• Porque escrever é um vício.

    Agora chove - vi através da janela da varanda. Derramam-se aquelas águas que molham brevemente as ruas e provocam um tipo de sentimento impossível de decifrar.

    Tem sempre alguém que caminha na chuva... Tem sempre alguém que se perde na madrugada - e em seus pensamentos.

    Algumas noites são assim: deito-me muito cedo - terrivelmente cansada - e durmo um sono profundo para, de repente, duas ou três horas depois, acordar num salto, como se o dia já fosse claro e alto, solicitando urgências - logo eu, que não tenho pressa pra nada. Tem um tempo às avessas que me habita...

    Quando isso acontece, sempre me deixo ficar um tempo na sacada - com frio, calor ou chuva. Faz-se necessário, afinal, pactuar com o céu escuro um tratado de paz: mais tarde, antes do amanhecer, ele devolve o sono roubado.

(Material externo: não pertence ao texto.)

// =====================================================================================
// METRICS COLLECTOR SERVICE
// =====================================================================================

use std::collections::{BTreeMap, HashMap};
use std::sync::atomic::{AtomicU64, Ordering};
use std::time::Duration;

use async_trait::async_trait;
use hdrhistogram::Histogram;
use tokio::sync::RwLock;
use tracing::{debug, instrument};

use shared_models::LoadTestError;

use super::latency::{as_micros, latency_histogram};
use super::requests::RequestTotals;
use crate::models::{Channel, ChannelKind, CheckStats, MetricsSnapshot, RateStats, TrendStats};
use crate::recorder::MetricsRecorder;

#[derive(Debug, Default)]
struct RateCounter {
    passes: u64,
    fails: u64,
}

impl RateCounter {
    fn add(&mut self, outcome: bool) {
        if outcome {
            self.passes += 1;
        } else {
            self.fails += 1;
        }
    }
}

#[derive(Debug)]
pub struct MetricsCollector {
    sample_count: AtomicU64,
    iterations: AtomicU64,
    latency: RwLock<Histogram<u64>>,
    rates: RwLock<HashMap<Channel, RateCounter>>,
    checks: RwLock<BTreeMap<String, RateCounter>>,
}

impl MetricsCollector {
    pub fn new() -> Result<Self, LoadTestError> {
        Ok(Self {
            sample_count: AtomicU64::new(0),
            iterations: AtomicU64::new(0),
            latency: RwLock::new(latency_histogram()?),
            rates: RwLock::new(HashMap::new()),
            checks: RwLock::new(BTreeMap::new()),
        })
    }

    /// Total number of latencies and rate outcomes written so far.
    pub fn sample_count(&self) -> u64 {
        self.sample_count.load(Ordering::Relaxed)
    }

    pub fn iterations(&self) -> u64 {
        self.iterations.load(Ordering::Relaxed)
    }

    pub async fn latency_count(&self) -> u64 {
        self.latency.read().await.len()
    }

    /// Number of populated histogram buckets. Bounded by the histogram's
    /// precision, not by how many samples were recorded.
    pub async fn latency_buckets(&self) -> usize {
        self.latency.read().await.iter_recorded().count()
    }

    /// Combines the journey-side channels with goose's request totals.
    pub async fn snapshot(&self, requests: &RequestTotals) -> MetricsSnapshot {
        let mut trends = BTreeMap::new();
        let mut histograms = BTreeMap::new();

        {
            let latency = self.latency.read().await;
            if latency.len() > 0 {
                trends.insert(
                    Channel::ApiLatency.name().to_string(),
                    TrendStats::from_histogram(&latency),
                );
                histograms.insert(Channel::ApiLatency.name().to_string(), (*latency).clone());
            }
        }

        if requests.durations.len() > 0 {
            trends.insert(
                Channel::HttpReqDuration.name().to_string(),
                TrendStats::from_histogram(&requests.durations),
            );
            histograms.insert(
                Channel::HttpReqDuration.name().to_string(),
                requests.durations.clone(),
            );
        }

        let mut rates: BTreeMap<String, RateStats> = {
            let rates = self.rates.read().await;
            rates
                .iter()
                .map(|(channel, counter)| {
                    (channel.name().to_string(), RateStats::new(counter.passes, counter.fails))
                })
                .collect()
        };

        if requests.http_reqs > 0 {
            rates.insert(
                Channel::HttpReqFailed.name().to_string(),
                RateStats::new(requests.failed, requests.http_reqs - requests.failed),
            );
        }

        let checks: Vec<CheckStats> = {
            let checks = self.checks.read().await;
            checks
                .iter()
                .map(|(name, counter)| CheckStats {
                    name: name.clone(),
                    passes: counter.passes,
                    fails: counter.fails,
                })
                .collect()
        };

        debug!(
            "Built metrics snapshot with {} samples and {} requests",
            self.sample_count(),
            requests.http_reqs
        );

        MetricsSnapshot {
            generated_at: chrono::Utc::now(),
            duration_secs: requests.duration_secs,
            iterations: self.iterations(),
            vus_max: requests.vus_max,
            http_reqs: requests.http_reqs,
            trends,
            rates,
            checks,
            thresholds: Vec::new(),
            histograms,
        }
    }
}

#[async_trait]
impl MetricsRecorder for MetricsCollector {
    #[instrument(skip(self), level = "trace")]
    async fn record_latency(&self, latency: Duration) {
        self.sample_count.fetch_add(1, Ordering::Relaxed);
        self.latency.write().await.saturating_record(as_micros(latency));
    }

    #[instrument(skip(self), level = "trace")]
    async fn record_boolean(&self, channel: Channel, outcome: bool) {
        debug_assert_eq!(channel.kind(), ChannelKind::Rate);
        self.sample_count.fetch_add(1, Ordering::Relaxed);
        self.rates.write().await.entry(channel).or_default().add(outcome);
    }

    async fn record_check(&self, name: &str, passed: bool) {
        self.checks.write().await.entry(name.to_string()).or_default().add(passed);
    }

    async fn record_iteration(&self) {
        self.iterations.fetch_add(1, Ordering::Relaxed);
    }
}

    Antes, me deixa alerta para percorrer caminhos virtuais. E assim me enredo nas palavras alheias, que se abrem em mil faces, abrigando todas as sensações do mundo.

    Então deparo-me com saudades, dores e lágrimas, incompreensões e abandonos. Um tanto de muito amor, sempre. E também riso - que, apesar de tudo, ainda é possível ser feliz. Bem, eu tenho pra mim que a felicidade é pra todos, mas admito que pra alguns ela tarda. Mas chega.

    Por isso, é bom escrever, especialmente, de esperança...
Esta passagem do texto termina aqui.